= Alice Winchester =

American art historian

Alice Winchester (December 9, 1907 – December 9, 1996) was an American magazine editor and art historian.

==Biography==
Born in Chicago, Winchester was the daughter of a Congregationalist clergyman. She grew up in Concord, Massachusetts, and received her bachelor's degree from Smith College. Upon graduation she worked briefly at Chase National Bank in New York City before joining the staff of Antiques, where in 1930 she became secretary to Homer Eaton Keyes. He died in October 1938; the following March Winchester was named his successor as editor.

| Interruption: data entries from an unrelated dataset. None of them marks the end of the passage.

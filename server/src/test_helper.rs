use std::sync::{Arc, Mutex};

use async_trait::async_trait;
use meeting_light_rs::{
    Actuator, DeviceNetwork, DeviceRegistry, EventStore, KasaError, LightDevice, LightState,
    MeetingLight, MemoryConfig, RetryPolicy,
};

/// In-memory bulb; clones share state.
#[derive(Debug, Clone)]
pub struct FakeLight {
    host: String,
    alias: String,
    state: Arc<Mutex<LightState>>,
}

impl FakeLight {
    pub fn new(host: &str, alias: &str, hue: u16) -> Self {
        Self {
            host: host.to_string(),
            alias: alias.to_string(),
            state: Arc::new(Mutex::new(LightState {
                light_on: true,
                hue,
                saturation: 100,
                brightness: 100,
                color_temp: 0,
            })),
        }
    }

    pub fn hue(&self) -> u16 {
        self.state.lock().unwrap().hue
    }
}

#[async_trait]
impl LightDevice for FakeLight {
    fn host(&self) -> &str {
        &self.host
    }

    fn alias(&self) -> &str {
        &self.alias
    }

    async fn light_state(&self) -> Result<LightState, KasaError> {
        Ok(*self.state.lock().unwrap())
    }

    async fn set_hsv(&self, hue: u16, saturation: u8, brightness: u8) -> Result<(), KasaError> {
        let mut state = self.state.lock().unwrap();
        state.light_on = true;
        state.hue = hue;
        state.saturation = saturation;
        state.brightness = brightness;
        Ok(())
    }
}

pub struct FakeNetwork {
    lights: Vec<FakeLight>,
}

#[async_trait]
impl DeviceNetwork for FakeNetwork {
    type Device = FakeLight;

    async fn connect(&self, host: &str) -> Result<FakeLight, KasaError> {
        self.lights
            .iter()
            .find(|l| l.host == host)
            .cloned()
            .ok_or_else(|| KasaError::Connection(host.to_string(), "unreachable".to_string()))
    }

    async fn discover(&self) -> Result<Vec<FakeLight>, KasaError> {
        Ok(self.lights.clone())
    }
}

/// A service driving `lights`, looking for "Desk Lamp", with events in `events`.
pub fn fake_service(
    lights: Vec<FakeLight>,
    events: EventStore,
) -> MeetingLight<FakeNetwork, MemoryConfig> {
    let registry = DeviceRegistry::new(
        FakeNetwork { lights },
        MemoryConfig::with_identity(None, Some("Desk Lamp")),
    );
    let retry = RetryPolicy {
        attempts: 1,
        delay: std::time::Duration::ZERO,
    };
    MeetingLight::new(Actuator::new(registry, retry), events)
}
mod color;
mod events;
mod reconcile;
mod scan;

pub use color::{join, set_color, status};
pub use events::{import_events, list_events, purge_events};
pub use reconcile::reconcile;
pub use scan::scan;
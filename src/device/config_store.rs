//! Key-value store holding the cached device identity.

use dashmap::DashMap;
use serde_json::{Map, Value};
use std::path::{Path, PathBuf};
use thiserror::Error;
use tracing::warn;

pub const IP_KEY: &str = "ip";
pub const ALIAS_KEY: &str = "alias";

#[derive(Error, Debug)]
pub enum StoreError {
    #[error("Failed to access {0}: {1}")]
    Io(PathBuf, std::io::Error),
    #[error("Failed to serialize {0}: {1}")]
    Serialize(PathBuf, serde_json::Error),
}

pub trait ConfigStore: Send + Sync {
    fn get(&self, key: &str) -> Option<String>;

    fn set(&self, key: &str, value: &str) -> Result<(), StoreError>;
}

/// Cached address and expected alias of the bulb.
#[derive(Debug, Clone, Default, PartialEq, Eq)]
pub struct DeviceIdentity {
    pub ip: Option<String>,
    pub alias: Option<String>,
}

impl DeviceIdentity {
    pub fn load<S: ConfigStore + ?Sized>(store: &S) -> Self {
        DeviceIdentity {
            ip: store.get(IP_KEY).filter(|v| !v.is_empty()),
            alias: store.get(ALIAS_KEY).filter(|v| !v.is_empty()),
        }
    }
}

/// JSON object on disk. A missing or corrupt file reads as empty; unknown
/// keys survive writes.
#[derive(Debug, Clone)]
pub struct JsonConfigFile {
    path: PathBuf,
}

impl JsonConfigFile {
    pub fn new(path: impl Into<PathBuf>) -> Self {
        Self { path: path.into() }
    }

    pub fn path(&self) -> &Path {
        &self.path
    }

    fn read(&self) -> Map<String, Value> {
        let Ok(content) = std::fs::read_to_string(&self.path) else {
            return Map::new();
        };
        match serde_json::from_str::<Value>(&content) {
            Ok(Value::Object(map)) => map,
            Ok(_) | Err(_) => {
                warn!("Config file {:?} is not a JSON object, treating it as empty", self.path);
                Map::new()
            }
        }
    }
}

impl ConfigStore for JsonConfigFile {
    fn get(&self, key: &str) -> Option<String> {
        match self.read().get(key)? {
            Value::String(s) => Some(s.clone()),
            Value::Null => None,
            other => Some(other.to_string()),
        }
    }

    fn set(&self, key: &str, value: &str) -> Result<(), StoreError> {
        let mut config = self.read();
        config.insert(key.to_string(), Value::String(value.to_string()));
        let content = serde_json::to_string_pretty(&Value::Object(config))
            .map_err(|e| StoreError::Serialize(self.path.clone(), e))?;
        std::fs::write(&self.path, content).map_err(|e| StoreError::Io(self.path.clone(), e))
    }
}

#[derive(Debug, Default)]
pub struct MemoryConfig {
    values: DashMap<String, String>,
}

impl MemoryConfig {
    pub fn new() -> Self {
        Self::default()
    }

    pub fn with_identity(ip: Option<&str>, alias: Option<&str>) -> Self {
        let config = Self::new();
        if let Some(ip) = ip {
            config.values.insert(IP_KEY.to_string(), ip.to_string());
        }
        if let Some(alias) = alias {
            config.values.insert(ALIAS_KEY.to_string(), alias.to_string());
        }
        config
    }
}

impl ConfigStore for MemoryConfig {
    fn get(&self, key: &str) -> Option<String> {
        self.values.get(key).map(|v| v.value().clone())
    }

    fn set(&self, key: &str, value: &str) -> Result<(), StoreError> {
        self.values.insert(key.to_string(), value.to_string());
        Ok(())
    }
}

Winchester became an influential voice in the world of antique collecting, publishing scholarship by such historians and curators as Joseph Downs, Charles F. Montgomery, Marshall B. Davison, Irving W. Lyon, and Helen Comstock. In the field of folk art, she published work by Mabel M. Swan, Esther Stevens Brazer, E. Alfred Jones, Carl W. Dreppard, Jean Lipman, and Nina Fletcher Little, among others. She devoted entire issues of the magazine to the Winterthur Museum, Colonial Williamsburg, the Shelburne Museum, Greenfield Village, the Henry Ford Museum, Historic Deerfield, and the Shaker museums at Hancock, Massachusetts and Pleasant Hill, Kentucky. Antiques also profiled notable collectors and their homes in the "Living With Antiques" feature. Upon her retirement in 1972, Winchester continued to publish on the subject of American folk art, writing about Jonathan Fisher and publishing two books with Jean Lipman. She also worked at the Whitney Museum of American Art from 1972 until 1974.

==Awards and honors==
During her career she received the Smith College Medal in 1968 and the Henry Francis du Pont Award for the Decorative Arts from the Winterthur Museum in 1990.

==Legacy==
An oral history interview with Winchester, conducted between 1993 and 1995, is held by the Archives of American Art at the Smithsonian Institution. The archives also own a collection of her papers, donated in 1993.